• [The problem]: Can you transcribe every record below exactly as it appears?

• [Data for this task]:

=== Section Start ===

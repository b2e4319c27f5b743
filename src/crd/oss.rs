//! # OSS Bucket
//!
//! Object Storage Service bucket managed resource. Buckets are addressed by
//! name, so the external name defaults to `metadata.name`.

use super::{impl_managed, ManagedStatus, ResourceSpec};
use kube::CustomResource;
use schemars::JsonSchema;
use serde::{Deserialize, Serialize};

#[derive(CustomResource, Debug, Clone, PartialEq, Deserialize, Serialize, JsonSchema)]
#[kube(
    group = "oss.alibaba.crossplane.io",
    version = "v1alpha1",
    kind = "Bucket",
    category = "crossplane",
    category = "managed",
    category = "alibaba",
    status = "BucketStatus",
    printcolumn = r#"{"name":"LOCATION", "type":"string", "jsonPath":".status.atProvider.location"}"#,
    printcolumn = r#"{"name":"ACL", "type":"string", "jsonPath":".spec.forProvider.acl"}"#,
    printcolumn = r#"{"name":"AGE", "type":"date", "jsonPath":".metadata.creationTimestamp"}"#
)]
#[serde(rename_all = "camelCase")]
pub struct BucketSpec {
    #[serde(flatten)]
    pub resource_spec: ResourceSpec,
    #[serde(default)]
    pub for_provider: BucketParameters,
}

/// Desired state of a bucket
#[derive(Debug, Clone, Default, PartialEq, Eq, Deserialize, Serialize, JsonSchema)]
#[serde(rename_all = "camelCase")]
pub struct BucketParameters {
    /// private, public-read or public-read-write
    #[serde(default, skip_serializing_if = "Option::is_none")]
    pub acl: Option<String>,
    /// Standard, IA, Archive or ColdArchive
    #[serde(default, skip_serializing_if = "Option::is_none")]
    pub storage_class: Option<String>,
    /// LRS or ZRS
    #[serde(default, skip_serializing_if = "Option::is_none")]
    pub data_redundancy_type: Option<String>,
}

/// Observed state of a bucket
#[derive(Debug, Clone, Default, PartialEq, Eq, Deserialize, Serialize, JsonSchema)]
#[serde(rename_all = "camelCase")]
pub struct BucketObservation {
    #[serde(default)]
    pub name: String,
    #[serde(default)]
    pub location: String,
    #[serde(default)]
    pub creation_date: String,
    #[serde(default)]
    pub extranet_endpoint: String,
    #[serde(default)]
    pub intranet_endpoint: String,
    #[serde(default)]
    pub storage_class: String,
    #[serde(default)]
    pub acl: String,
}

pub type BucketStatus = ManagedStatus<BucketObservation>;

impl_managed!(Bucket, BucketObservation);
//! # Custom Resource Definitions
//!
//! CRD types for the Alibaba Cloud provider.
//!
//! ## Module Structure
//!
//! - `common.rs` - Fields and status shared by every managed resource
//! - `provider_config.rs` - ProviderConfig and ProviderConfigUsage
//! - `database.rs` - ApsaraDB RDS instances
//! - `redis.rs` - ApsaraDB for Redis (KVStore) instances
//! - `oss.rs` - OSS buckets
//! - `slb.rs` - Classic load balancers
//! - `nas.rs` - NAS file systems and mount targets
//! - `sls.rs` - Log Service projects, stores, indexes, machine groups and logtail configs

mod common;
mod database;
mod nas;
mod oss;
mod provider_config;
mod redis;
mod slb;
mod sls;

pub(crate) use common::impl_managed;

pub use common::{
    Condition, DeletionPolicy, Managed, ManagedStatus, ProviderConfigReference, ResourceSpec,
    SecretReference,
};
pub use database::{
    PublicConnection, RDSInstance, RDSInstanceObservation, RDSInstanceParameters,
    RDSInstanceSpec, RDSInstanceStatus,
};
pub use nas::{
    NASFileSystem, NASFileSystemObservation, NASFileSystemParameters, NASFileSystemSpec,
    NASFileSystemStatus, NASMountTarget, NASMountTargetObservation, NASMountTargetParameters,
    NASMountTargetSpec, NASMountTargetStatus,
};
pub use oss::{Bucket, BucketObservation, BucketParameters, BucketSpec, BucketStatus};
pub use provider_config::{
    CredentialsSecretRef, CredentialsSource, ProviderConfig, ProviderConfigSpec,
    ProviderConfigStatus, ProviderConfigUsage, ProviderConfigUsageSpec, ProviderCredentials,
    TypedReference,
};
pub use redis::{
    RedisInstance, RedisInstanceObservation, RedisInstanceParameters, RedisInstanceSpec,
    RedisInstanceStatus,
};
pub use slb::{CLBObservation, CLBParameters, CLBSpec, CLBStatus, CLB};
pub use sls::{
    IndexKey, IndexLine, Logtail, LogtailInputDetail, LogtailObservation, LogtailOutputDetail,
    LogtailParameters, LogtailSpec, LogtailStatus, MachineGroup, MachineGroupAttribute,
    MachineGroupObservation, MachineGroupParameters, MachineGroupSpec, MachineGroupStatus,
    Project, ProjectObservation, ProjectParameters, ProjectSpec, ProjectStatus, Store,
    StoreIndex, StoreIndexObservation, StoreIndexParameters, StoreIndexSpec, StoreIndexStatus,
    StoreObservation, StoreParameters, StoreSpec, StoreStatus,
};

=== Section End ===

• [Task solution]:
repository b2e4319c27f5b743
filename src/crd/oss.rs
//! # OSS Bucket
//!
//! Object Storage Service bucket managed resource. Buckets are addressed by
//! name, so the external name defaults to `metadata.name`.

use super::{impl_managed, ManagedStatus, ResourceSpec};
use kube::CustomResource;
use schemars::JsonSchema;
use serde::{Deserialize, Serialize};

#[derive(CustomResource, Debug, Clone, PartialEq, Deserialize, Serialize, JsonSchema)]
#[kube(
    group = "oss.alibaba.crossplane.io",
    version = "v1alpha1",
    kind = "Bucket",
    category = "crossplane",
    category = "managed",
    category = "alibaba",
    status = "BucketStatus",
    printcolumn = r#"{"name":"LOCATION", "type":"string", "jsonPath":".status.atProvider.location"}"#,
    printcolumn = r#"{"name":"ACL", "type":"string", "jsonPath":".spec.forProvider.acl"}"#,
    printcolumn = r#"{"name":"AGE", "type":"date", "jsonPath":".metadata.creationTimestamp"}"#
)]
#[serde(rename_all = "camelCase")]
pub struct BucketSpec {
    #[serde(flatten)]
    pub resource_spec: ResourceSpec,
    #[serde(default)]
    pub for_provider: BucketParameters,
}

/// Desired state of a bucket
#[derive(Debug, Clone, Default, PartialEq, Eq, Deserialize, Serialize, JsonSchema)]
#[serde(rename_all = "camelCase")]
pub struct BucketParameters {
    /// private, public-read or public-read-write
    #[serde(default, skip_serializing_if = "Option::is_none")]
    pub acl: Option<String>,
    /// Standard, IA, Archive or ColdArchive
    #[serde(default, skip_serializing_if = "Option::is_none")]
    pub storage_class: Option<String>,
    /// LRS or ZRS
    #[serde(default, skip_serializing_if = "Option::is_none")]
    pub data_redundancy_type: Option<String>,
}

/// Observed state of a bucket
#[derive(Debug, Clone, Default, PartialEq, Eq, Deserialize, Serialize, JsonSchema)]
#[serde(rename_all = "camelCase")]
pub struct BucketObservation {
    #[serde(default)]
    pub name: String,
    #[serde(default)]
    pub location: String,
    #[serde(default)]
    pub creation_date: String,
    #[serde(default)]
    pub extranet_endpoint: String,
    #[serde(default)]
    pub intranet_endpoint: String,
    #[serde(default)]
    pub storage_class: String,
    #[serde(default)]
    pub acl: String,
}

pub type BucketStatus = ManagedStatus<BucketObservation>;

impl_managed!(Bucket, BucketObservation);
//! # Custom Resource Definitions
//!
//! CRD types for the Alibaba Cloud provider.
//!
//! ## Module Structure
//!
//! - `common.rs` - Fields and status shared by every managed resource
//! - `provider_config.rs` - ProviderConfig and ProviderConfigUsage
//! - `database.rs` - ApsaraDB RDS instances
//! - `redis.rs` - ApsaraDB for Redis (KVStore) instances
//! - `oss.rs` - OSS buckets
//! - `slb.rs` - Classic load balancers
//! - `nas.rs` - NAS file systems and mount targets
//! - `sls.rs` - Log Service projects, stores, indexes, machine groups and logtail configs

mod common;
mod database;
mod nas;
mod oss;
mod provider_config;
mod redis;
mod slb;
mod sls;

pub(crate) use common::impl_managed;

pub use common::{
    Condition, DeletionPolicy, Managed, ManagedStatus, ProviderConfigReference, ResourceSpec,
    SecretReference,
};
pub use database::{
    PublicConnection, RDSInstance, RDSInstanceObservation, RDSInstanceParameters,
    RDSInstanceSpec, RDSInstanceStatus,
};
pub use nas::{
    NASFileSystem, NASFileSystemObservation, NASFileSystemParameters, NASFileSystemSpec,
    NASFileSystemStatus, NASMountTarget, NASMountTargetObservation, NASMountTargetParameters,
    NASMountTargetSpec, NASMountTargetStatus,
};
pub use oss::{Bucket, BucketObservation, BucketParameters, BucketSpec, BucketStatus};
pub use provider_config::{
    CredentialsSecretRef, CredentialsSource, ProviderConfig, ProviderConfigSpec,
    ProviderConfigStatus, ProviderConfigUsage, ProviderConfigUsageSpec, ProviderCredentials,
    TypedReference,
};
pub use redis::{
    RedisInstance, RedisInstanceObservation, RedisInstanceParameters, RedisInstanceSpec,
    RedisInstanceStatus,
};
pub use slb::{CLBObservation, CLBParameters, CLBSpec, CLBStatus, CLB};
pub use sls::{
    IndexKey, IndexLine, Logtail, LogtailInputDetail, LogtailObservation, LogtailOutputDetail,
    LogtailParameters, LogtailSpec, LogtailStatus, MachineGroup, MachineGroupAttribute,
    MachineGroupObservation, MachineGroupParameters, MachineGroupSpec, MachineGroupStatus,
    Project, ProjectObservation, ProjectParameters, ProjectSpec, ProjectStatus, Store,
    StoreIndex, StoreIndexObservation, StoreIndexParameters, StoreIndexSpec, StoreIndexStatus,
    StoreObservation, StoreParameters, StoreSpec, StoreStatus,
};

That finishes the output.